**Required action:**
Show each line of the data below in which "device" occurs.

**Information given:**
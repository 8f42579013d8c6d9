//! Error types and handling.

use thiserror::Error;

/// The four timeout classes called out in the protocol's timer design.
#[derive(Error, Debug, Clone, Copy, PartialEq, Eq)]
pub enum TimeoutKind {
    #[error("timeout writing message")]
    WritingMessage,
    #[error("timeout waiting for request-data response")]
    ReceivingRequestData,
    #[error("timeout waiting for response after requesting data")]
    ReceivingResponseAfterRequest,
    #[error("timeout while receiving a bulk-transfer packet")]
    ReceivingPacket,
}

/// Errors raised by the transport and client layers.
#[derive(Error, Debug)]
pub enum ClientError {
    /// No socket, or the device refused the connection.
    #[error("connection refused")]
    ConnectionRefused,

    /// Local UDP bind collided with an existing socket (not fatal for UDP).
    #[error("address already in use: {0}")]
    AddrInUse(String),

    /// One of the four protocol timeout classes elapsed.
    #[error("{kind}")]
    Timeout {
        kind: TimeoutKind,
        /// Partial bytes already received at the time of the timeout, if any.
        partial: Option<Vec<u8>>,
    },

    /// Parameters failed validation before being sent to the device.
    #[error("invalid input parameters: {0}")]
    InvalidInput(String),

    /// A UDP-only client invoked a TCP-only operation, or vice versa.
    #[error("invalid operation: {0}")]
    InvalidOperation(String),

    /// Response carried a commandId the caller did not expect.
    #[error("unhandled command: {0}")]
    UnhandledCommand(String),

    /// Malformed frame, bad checksum, short payload, etc.
    #[error("protocol error: {0}")]
    Protocol(String),

    /// The socket was closed while a caller was awaiting a reply.
    #[error("socket disconnected unexpectedly")]
    Disconnected {
        /// Partial bytes already received at the time of the close, if any.
        partial: Option<Vec<u8>>,
    },

    /// Underlying I/O failure.
    #[error("I/O error: {0}")]
    Io(#[from] std::io::Error),
}

/// Result type alias for this crate.
pub type Result<T> = std::result::Result<T, ClientError>;

impl ClientError {
    pub fn protocol(msg: impl Into<String>) -> Self {
        Self::Protocol(msg.into())
    }

    pub fn invalid_input(msg: impl Into<String>) -> Self {
        Self::InvalidInput(msg.into())
    }

    pub fn unhandled_command(cmd: u16) -> Self {
        Self::UnhandledCommand(crate::command::command_name(cmd).to_string())
    }
}

/// Error wrapped with the device address and originating command, as every
/// public [`crate::Client`] method does before returning to its caller.
#[derive(Error, Debug)]
#[error("{command} ({ip}): {source}")]
pub struct ContextError {
    pub ip: String,
    pub command: &'static str,
    #[source]
    pub source: ClientError,
}

impl ClientError {
    /// Attach device/command context, matching `forwardingWrapper`'s
    /// rethrow-with-context policy.
    pub fn with_context(self, ip: impl Into<String>, command: &'static str) -> ContextError {
        ContextError {
            ip: ip.into(),
            command,
            source: self,
        }
    }
}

**Answer area:**
    /// No socket, or the device refused the connection.
    /// Parameters failed validation before being sent to the device.
/// Error wrapped with the device address and originating command, as every
    /// Attach device/command context, matching `forwardingWrapper`'s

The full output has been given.